-- Your task --
Search the data for the string "true" and extract every line where it appears.

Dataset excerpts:

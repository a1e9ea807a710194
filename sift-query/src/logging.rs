//! Logging setup for sift.
//!
//! Render paths emit `tracing` events (statement builds at `debug`, filter
//! compilation and cache hits at `trace`). Nothing is printed unless a
//! subscriber is installed, either by the host application or by [`init`]
//! when the `tracing-subscriber` feature is enabled.
//!
//! # Environment Variables
//!
//! - `SIFT_DEBUG=true` / `SIFT_DEBUG=1` - Enable debug logging
//! - `SIFT_LOG_LEVEL=debug|info|warn|error|trace` - Set specific log level
//! - `SIFT_LOG_FORMAT=json|pretty|compact` - Set output format (default: json)
//!
//! ```rust,no_run
//! use sift_query::logging;
//!
//! logging::init();
//! ```

use std::env;
use std::sync::Once;

static INIT: Once = Once::new();

/// Check if debug logging is enabled via the `SIFT_DEBUG` environment variable.
///
/// Returns `true` if `SIFT_DEBUG` is set to "true", "1", or "yes" (case-insensitive).
#[inline]
pub fn is_debug_enabled() -> bool {
    env::var("SIFT_DEBUG")
        .map(|v| matches!(v.to_lowercase().as_str(), "true" | "1" | "yes"))
        .unwrap_or(false)
}

/// Get the configured log level from `SIFT_LOG_LEVEL`.
///
/// Defaults to "debug" if `SIFT_DEBUG` is enabled, otherwise "warn".
pub fn get_log_level() -> &'static str {
    let fallback = if is_debug_enabled() { "debug" } else { "warn" };
    match env::var("SIFT_LOG_LEVEL") {
        Ok(level) => match level.to_lowercase().as_str() {
            "trace" => "trace",
            "debug" => "debug",
            "info" => "info",
            "warn" => "warn",
            "error" => "error",
            _ => fallback,
        },
        Err(_) => fallback,
    }
}

/// Get the configured log format from `SIFT_LOG_FORMAT`.
pub fn get_log_format() -> &'static str {
    env::var("SIFT_LOG_FORMAT")
        .map(|f| match f.to_lowercase().as_str() {
            "pretty" => "pretty",
            "compact" => "compact",
            _ => "json",
        })
        .unwrap_or("json")
}

/// Initialize the sift logging system.
///
/// Subsequent calls are no-ops. Without the `tracing-subscriber` feature this
/// only records that initialization happened; the host application is then
/// expected to install its own subscriber.
pub fn init() {
    INIT.call_once(|| {
        if !is_debug_enabled() && env::var("SIFT_LOG_LEVEL").is_err() {
            return;
        }

        #[cfg(feature = "tracing-subscriber")]
        {
            use tracing_subscriber::{EnvFilter, fmt, prelude::*};

            let level = get_log_level();
            let filter = EnvFilter::try_new(format!("sift={},sift_query={}", level, level))
                .unwrap_or_else(|_| EnvFilter::new("warn"));

            let installed = match get_log_format() {
                "json" => tracing_subscriber::registry()
                    .with(filter)
                    .with(fmt::layer().json())
                    .try_init(),
                "compact" => tracing_subscriber::registry()
                    .with(filter)
                    .with(fmt::layer().compact())
                    .try_init(),
                _ => tracing_subscriber::registry()
                    .with(filter)
                    .with(fmt::layer().pretty())
                    .try_init(),
            };

            if installed.is_ok() {
                tracing::info!(level = level, format = get_log_format(), "sift logging initialized");
            }
        }
    });
}

/// Initialize logging with a specific level.
///
/// # Safety
///
/// This function modifies environment variables, which is unsafe in
/// multi-threaded programs. Call this early in your program before
/// spawning threads.
pub fn init_with_level(level: &str) {
    // SAFETY: only meant to be called at program startup before threads are spawned.
    unsafe {
        env::set_var("SIFT_LOG_LEVEL", level);
    }
    init();
}

/// Debug-level event, emitted only when `SIFT_DEBUG` is enabled at runtime.
#[macro_export]
macro_rules! sift_debug {
    ($($arg:tt)*) => {
        if $crate::logging::is_debug_enabled() {
            tracing::debug!($($arg)*);
        }
    };
}

/// Trace-level event, emitted only when `SIFT_DEBUG` is enabled at runtime.
#[macro_export]
macro_rules! sift_trace {
    ($($arg:tt)*) => {
        if $crate::logging::is_debug_enabled() {
            tracing::trace!($($arg)*);
        }
    };
}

-- Solution for this problem --
//! - `SIFT_DEBUG=true` / `SIFT_DEBUG=1` - Enable debug logging
/// Returns `true` if `SIFT_DEBUG` is set to "true", "1", or "yes" (case-insensitive).
        .map(|v| matches!(v.to_lowercase().as_str(), "true" | "1" | "yes"))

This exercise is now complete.